Participation of Hungarians in the German East African Struggle During World War I
Keywords:German East Africa, World War I, Schutztruppe, Hugo Callmeyer, Lorenz Schmidt, Salgó József, Kálmán Géza, Debreczeni Gyula, Paul von Lettow-Vorbeck, Tabora
The war tensions following the assassination of the Austro-Hungarian heir to the throne led to the Austrian-Hungarian declaration of war to Serbia. This, according to the military alliances, led many of Europe's great powers into war by the beginning of August 1914. However, the fighting was not limited to Europe. The colonial administration in German East Africa, which was cut off from European supplies, had to rely on looted munitions and the transformation of certain areas of the colonial economy into military production. However, the strength and number of enlisted German men at the beginning of the war was finite and very limited.
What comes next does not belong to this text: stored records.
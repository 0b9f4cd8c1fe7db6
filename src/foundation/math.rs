use crate::foundation::core::Point;

/// Below this magnitude a barycentric or circumcircle denominator marks the
/// triangle as degenerate.
pub(crate) const DEGENERATE_EPS: f64 = 1e-4;

/// SplitMix64 generator for seedable, platform-stable jitter.
#[derive(Clone, Copy, Debug)]
pub(crate) struct Rng64 {
    state: u64,
}

impl Rng64 {
    pub(crate) fn new(seed: u64) -> Self {
        Self { state: seed }
    }

    pub(crate) fn next_u64(&mut self) -> u64 {
        self.state = self.state.wrapping_add(0x9E37_79B9_7F4A_7C15);
        let mut z = self.state;
        z = (z ^ (z >> 30)).wrapping_mul(0xBF58_476D_1CE4_E5B9);
        z = (z ^ (z >> 27)).wrapping_mul(0x94D0_49BB_1331_11EB);
        z ^ (z >> 31)
    }

    pub(crate) fn next_f64_01(&mut self) -> f64 {
        // 53 bits of precision.
        let v = self.next_u64() >> 11;
        (v as f64) * (1.0 / ((1u64 << 53) as f64))
    }

    /// Uniform sample in `[-1, 1)`.
    pub(crate) fn next_signed(&mut self) -> f64 {
        self.next_f64_01() * 2.0 - 1.0
    }
}

pub(crate) fn mul_div255_u16(x: u16, y: u16) -> u16 {
    (((u32::from(x) * u32::from(y)) + 127) / 255) as u16
}

pub(crate) fn mul_div255_u8(x: u16, y: u16) -> u8 {
    mul_div255_u16(x, y) as u8
}

/// Twice the signed area of `abc`; positive when counter-clockwise in a y-up frame.
pub(crate) fn signed_area2(a: Point, b: Point, c: Point) -> f64 {
    (b.x - a.x) * (c.y - a.y) - (c.x - a.x) * (b.y - a.y)
}

/// Shared denominator of [`barycentric`] (twice the signed area, sign depends on winding).
pub(crate) fn barycentric_denominator(a: Point, b: Point, c: Point) -> f64 {
    (b.y - c.y) * (a.x - c.x) + (c.x - b.x) * (a.y - c.y)
}

/// Barycentric weights of `p` relative to `abc`.
///
/// Returns `None` for degenerate triangles instead of letting a near-zero
/// denominator push NaN or infinity into pixel or vertex buffers.
pub(crate) fn barycentric(p: Point, a: Point, b: Point, c: Point) -> Option<[f64; 3]> {
    let denom = barycentric_denominator(a, b, c);
    if denom.abs() < DEGENERATE_EPS {
        return None;
    }
    let w1 = ((b.y - c.y) * (p.x - c.x) + (c.x - b.x) * (p.y - c.y)) / denom;
    let w2 = ((c.y - a.y) * (p.x - c.x) + (a.x - c.x) * (p.y - c.y)) / denom;
    Some([w1, w2, 1.0 - w1 - w2])
}

#[cfg(test)]
#[path = "../../tests/unit/foundation/math.rs"]
mod tests;
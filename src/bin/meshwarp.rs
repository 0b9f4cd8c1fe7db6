use std::path::{Path, PathBuf};

use anyhow::Context as _;
use clap::{Parser, Subcommand};

#[derive(Parser, Debug)]
#[command(name = "meshwarp", version)]
struct Cli {
    /// Log debug events to stderr.
    #[arg(long, short, global = true, default_value_t = false)]
    verbose: bool,

    #[command(subcommand)]
    cmd: Command,
}

#[derive(Subcommand, Debug)]
enum Command {
    /// Generate a mesh and print its stats as JSON.
    Mesh(MeshArgs),
    /// Warp an image through a posed rig.
    Warp(RenderArgs),
    /// Render the overlap depth of a posed rig as grayscale.
    Depth(RenderArgs),
    /// Render the silhouette of a posed rig as a black/white mask.
    Mask(RenderArgs),
}

#[derive(Parser, Debug)]
struct MeshArgs {
    /// Input image.
    #[arg(long = "in")]
    in_path: PathBuf,

    /// Warp config JSON; defaults apply when omitted.
    #[arg(long)]
    config: Option<PathBuf>,

    /// Also write the source with the mesh drawn over it.
    #[arg(long)]
    wireframe: Option<PathBuf>,
}

#[derive(Parser, Debug)]
struct RenderArgs {
    /// Input image.
    #[arg(long = "in")]
    in_path: PathBuf,

    /// Warp config JSON with the posed rig.
    #[arg(long)]
    config: PathBuf,

    /// Output PNG path.
    #[arg(long)]
    out: PathBuf,
}

const WIREFRAME_COLOR: meshwarp::Rgba8 = meshwarp::Rgba8::new(255, 48, 48, 255);

fn main() -> anyhow::Result<()> {
    let cli = Cli::parse();
    init_logging(cli.verbose);
    match cli.cmd {
        Command::Mesh(args) => cmd_mesh(args),
        Command::Warp(args) => cmd_warp(args),
        Command::Depth(args) => cmd_depth(args),
        Command::Mask(args) => cmd_mask(args),
    }
}

fn init_logging(verbose: bool) {
    let level = if verbose {
        tracing::Level::DEBUG
    } else {
        tracing::Level::WARN
    };
    tracing_subscriber::fmt()
        .with_writer(std::io::stderr)
        .with_max_level(level)
        .init();
}

fn load_config(path: &Path) -> anyhow::Result<meshwarp::WarpConfig> {
    let cfg = meshwarp::WarpConfig::from_path(path)
        .with_context(|| format!("load config '{}'", path.display()))?;
    cfg.validate()
        .with_context(|| format!("validate config '{}'", path.display()))?;
    Ok(cfg)
}

fn load_source(path: &Path) -> anyhow::Result<meshwarp::Raster> {
    meshwarp::load_image(path).with_context(|| format!("load image '{}'", path.display()))
}

fn cmd_mesh(args: MeshArgs) -> anyhow::Result<()> {
    let cfg = match &args.config {
        Some(p) => load_config(p)?,
        None => meshwarp::WarpConfig::default(),
    };
    let source = load_source(&args.in_path)?;
    let mesh = meshwarp::generate_mesh(&source, &cfg.mesh);

    let json = serde_json::to_string_pretty(&mesh.stats()).context("serialize mesh stats")?;
    println!("{json}");

    if let Some(out) = &args.wireframe {
        let mut overlay = source.clone();
        meshwarp::draw_wireframe(
            &mut overlay,
            mesh.vertices(),
            mesh.triangles(),
            WIREFRAME_COLOR,
        );
        meshwarp::save_png(&overlay, out)?;
        eprintln!("wrote {}", out.display());
    }
    Ok(())
}

struct Job {
    cfg: meshwarp::WarpConfig,
    source: meshwarp::Raster,
    rig: Vec<meshwarp::Pin>,
    poses: meshwarp::PinPoses,
}

impl Job {
    fn load(args: &RenderArgs) -> anyhow::Result<Self> {
        let cfg = load_config(&args.config)?;
        let source = load_source(&args.in_path)?;
        let rig = cfg.rig();
        let poses = cfg.poses();
        Ok(Self {
            cfg,
            source,
            rig,
            poses,
        })
    }
}

const OWNER: meshwarp::OwnerId = meshwarp::OwnerId(0);

fn cmd_warp(args: RenderArgs) -> anyhow::Result<()> {
    let job = Job::load(&args)?;
    let cache = meshwarp::MeshCache::new();
    let frame = meshwarp::evaluate_frame(
        &cache,
        OWNER,
        &job.source,
        &job.rig,
        &job.poses,
        0.0,
        &job.cfg.settings(),
    );
    meshwarp::save_png(&frame.raster, &args.out)?;
    eprintln!("wrote {}", args.out.display());
    Ok(())
}

fn cmd_depth(args: RenderArgs) -> anyhow::Result<()> {
    let job = Job::load(&args)?;
    let cache = meshwarp::MeshCache::new();
    let depth = meshwarp::render_depth_frame(
        &cache,
        OWNER,
        &job.source,
        &job.rig,
        &job.poses,
        0.0,
        &job.cfg.settings(),
    );
    meshwarp::save_luma_png(depth.width, depth.height, &depth.to_luma8(), &args.out)?;
    eprintln!("wrote {}", args.out.display());
    Ok(())
}

fn cmd_mask(args: RenderArgs) -> anyhow::Result<()> {
    let job = Job::load(&args)?;
    let cache = meshwarp::MeshCache::new();
    let mask = meshwarp::render_silhouette_frame(
        &cache,
        OWNER,
        &job.source,
        &job.rig,
        &job.poses,
        0.0,
        &job.cfg.settings(),
    );
    meshwarp::save_luma_png(mask.width, mask.height, &mask.data, &args.out)?;
    eprintln!("wrote {}", args.out.display());
    Ok(())
}
use crate::foundation::math::mul_div255_u8;

/// Straight-alpha RGBA8 pixel.
pub type Rgba8Px = [u8; 4];

/// Composite `src` onto `dst`: color blends by `src` alpha, alpha keeps the max of both.
///
/// Color is normalized by the combined coverage so the result stays straight alpha;
/// a fully transparent `dst` contributes no color.
pub fn blend_max_alpha(dst: Rgba8Px, src: Rgba8Px) -> Rgba8Px {
    let sa = u16::from(src[3]);
    if sa == 0 {
        return dst;
    }
    let src_w = u32::from(sa);
    let dst_w = u32::from(mul_div255_u8(u16::from(dst[3]), 255 - sa));
    let total = src_w + dst_w;

    let mut out = [0u8; 4];
    for i in 0..3 {
        let c = u32::from(src[i]) * src_w + u32::from(dst[i]) * dst_w;
        out[i] = ((c + total / 2) / total).min(255) as u8;
    }
    out[3] = dst[3].max(src[3]);
    out
}

/// Alpha-weighted bilinear blend of four straight-alpha texels.
///
/// `weights` are the bilinear factors for `[top_left, top_right, bottom_left, bottom_right]`.
/// Color is interpolated premultiplied and converted back so transparent texels add no tint.
pub fn bilinear_mix(texels: [Rgba8Px; 4], weights: [f64; 4]) -> Rgba8Px {
    let mut alpha = 0.0;
    let mut color = [0.0f64; 3];
    for (px, w) in texels.iter().zip(weights) {
        let a = f64::from(px[3]) * w;
        alpha += a;
        for (c, &v) in color.iter_mut().zip(&px[..3]) {
            *c += f64::from(v) * a;
        }
    }
    if alpha <= 0.0 {
        return [0, 0, 0, 0];
    }
    let to_u8 = |v: f64| v.round().clamp(0.0, 255.0) as u8;
    [
        to_u8(color[0] / alpha),
        to_u8(color[1] / alpha),
        to_u8(color[2] / alpha),
        to_u8(alpha),
    ]
}

#[cfg(test)]
#[path = "../../tests/unit/render/composite.rs"]
mod tests;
The men from Austria and Hungary, which country was allied with Germany, were few in German East Africa, but those who could be recruited were enlisted into the local German armed forces. One of five Hungarian men died due to malaria sickness, while the rest fought until they were taken prisoner by the British army. Although they were captured along with the German population and foreign soldiers at latest in November 1917, the remaining German East African forces continued to fight in Portuguese Mozambique, then returned to the occupied German East Africa and finally laid down their arms unbeaten in Northern Rhodesia.